It Aint Necessarily So

Veteran Member
Premium Member
Creation itself is testimony enough for the existence of the Creator.

Circular argument fallacy. There is a creator because there is a creation, and there is a creation because there is a creator. Change the word "creation" to "reality," and you will see the hidden assumption that you have inserted into the word "creation."

The same thing happens with "design." Design implies a designer. Change the word to "pattern," and the designer disappears.

there is nothing that science can offer that would make me abandon my belief in God

This is a statement of closed-mindedness. Open-mindedness is the willingness to consider evidence and/or an argument impartially and to be convinced by a compelling argument. When you say that there is absolutely nothing can change your mind, you're telling us it's closed shut.

Here are three more people making the same kind of comment as you did, the first two prominent Christians:

[1] "... if in some historically contingent circumstances, the evidence that I have available to me should turn against Christianity, I don't think that that contraverts the witness of the Holy Spirit. In such a situation, I should regard that as simply a result of the contingent circumstances that I'm in, and that if I were to pursue this with due diligence and with time, I would discover that the evidence, if in fact I could get the correct picture, would support exactly what the witness of the Holy Spirit tells me. So I think that's very important to get the relationship between faith and reason right..." . William Lane Craig

[2] "The moderator in the debate between Bill Nye and Ken Ham on whether creationism is a viable scientific field of study asked, 'What would change your minds?' Scientist Bill Nye answered, 'Evidence.' Young Earth Creationist Ken Ham answered, 'Nothing. I'm a Christian.' Elsewhere, Ham stated, 'By definition, no apparent, perceived or claimed evidence in any field, including history and chronology, can be valid if it contradicts the scriptural record."

[3] “If somewhere in the Bible I were to find a passage that said 2 + 2 = 5, I wouldn't question what I am reading in the Bible. I would believe it, accept it as true, and do my best to work it out and understand it."- Pastor Peter laRuffa

Like you, these people are all telling us that their minds are closed for business. So why should people that value evidence, reason, critical thought, and skepticism have any regard for the opinions of people that think that way?

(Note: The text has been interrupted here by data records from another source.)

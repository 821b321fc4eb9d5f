use crate::error::{CaptureError, Result};
use std::io::ErrorKind;
use tokio::io::{AsyncRead, AsyncReadExt};

use self::ts::TsPacket;

pub mod ts;
pub mod udp;

/// Outcome of a successful read.
#[derive(Debug, Clone, Copy, PartialEq, Eq)]
pub enum ReadStatus {
    /// The buffer holds a fresh packet.
    Packet,
    /// The source is exhausted; the buffer is unchanged.
    EndOfStream,
}

/// Anything that produces transport stream packets
#[async_trait::async_trait]
pub trait PacketReader: Send {
    /// Read the next packet into `pkt`, overwriting its previous content
    async fn read_packet(&mut self, pkt: &mut TsPacket) -> Result<ReadStatus>;
}

/// Anything that consumes transport stream packets
#[async_trait::async_trait]
pub trait PacketWriter: Send {
    /// Write one packet
    async fn write_packet(&mut self, pkt: &TsPacket) -> Result<()>;

    /// Flush anything buffered
    async fn finish(&mut self) -> Result<()> {
        Ok(())
    }
}

/// Reads exactly one packet from a byte stream.
///
/// A clean end of input before the first byte is reported as
/// [`ReadStatus::EndOfStream`]; running dry mid-packet is an error.
pub async fn read_full_packet<R>(reader: &mut R, pkt: &mut TsPacket) -> Result<ReadStatus>
where
    R: AsyncRead + Unpin + Send + ?Sized,
{
    let buf = pkt.as_mut_bytes();
    let mut filled = 0;
    while filled < buf.len() {
        match reader.read(&mut buf[filled..]).await {
            Ok(0) if filled == 0 => return Ok(ReadStatus::EndOfStream),
            Ok(0) => return Err(CaptureError::TruncatedPacket(filled)),
            Ok(n) => filled += n,
            Err(ref e) if e.kind() == ErrorKind::Interrupted => continue,
            Err(e) => return Err(e.into()),
        }
    }
    Ok(ReadStatus::Packet)
}

pub mod tests {
    //! In-memory readers and writers for exercising the pipeline.
    use super::*;

    /// Produces packets on one PID, either forever or up to a limit.
    #[derive(Debug)]
    pub struct SyntheticSource {
        pid: u16,
        limit: Option<u64>,
        /// Packets handed out so far.
        pub produced: u64,
    }

    impl SyntheticSource {
        /// Ends the stream after `packets` packets.
        pub fn finite(pid: u16, packets: u64) -> Self {
            Self {
                pid,
                limit: Some(packets),
                produced: 0,
            }
        }

        /// Never ends.
        pub fn endless(pid: u16) -> Self {
            Self {
                pid,
                limit: None,
                produced: 0,
            }
        }
    }

    #[async_trait::async_trait]
    impl PacketReader for SyntheticSource {
        async fn read_packet(&mut self, pkt: &mut TsPacket) -> Result<ReadStatus> {
            if self.limit == Some(self.produced) {
                return Ok(ReadStatus::EndOfStream);
            }
            *pkt = TsPacket::with_pid(self.pid);
            pkt.set_continuity_counter((self.produced % 16) as u8);
            self.produced += 1;
            Ok(ReadStatus::Packet)
        }
    }

    /// Keeps every packet written to it.
    #[derive(Debug, Default)]
    pub struct CollectingSink {
        /// Everything written, in order.
        pub packets: Vec<TsPacket>,
        /// Set by `finish`.
        pub finished: bool,
    }

    impl CollectingSink {
        /// An empty sink.
        pub fn new() -> Self {
            Self::default()
        }
    }

    #[async_trait::async_trait]
    impl PacketWriter for CollectingSink {
        async fn write_packet(&mut self, pkt: &TsPacket) -> Result<()> {
            self.packets.push(pkt.clone());
            Ok(())
        }

        async fn finish(&mut self) -> Result<()> {
            self.finished = true;
            Ok(())
        }
    }
}

pub use self::ts::{PidSet, TS_PACKET_SIZE};
pub use self::udp::{McastAddr, UdpPacketReader, UdpPacketWriter};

It's not just that the two groups have different beliefs. It's that they don't process information the same way. There is no hope of a meaningful dialog between them. Another person might have a different belief than I do, but if his way of thinking and determining what is true is the same as mine, we can have a conversation. We have a method for examining one another's conclusions and trying to reconcile the differences.

We can go back to where we parted ways and explain to one another why we chose a different path. We can re-examine the evidence and apply the rules of reason to it. One might convince the other.

Or if the divergence is sue to different values, we can understand one another even if we come to different conclusions because of those values. Maybe one thinks that the state has the right to take a life and the other doesn't. Maybe one feels that abortion is acceptable and the other doesn't. These differences would account for different conclusions.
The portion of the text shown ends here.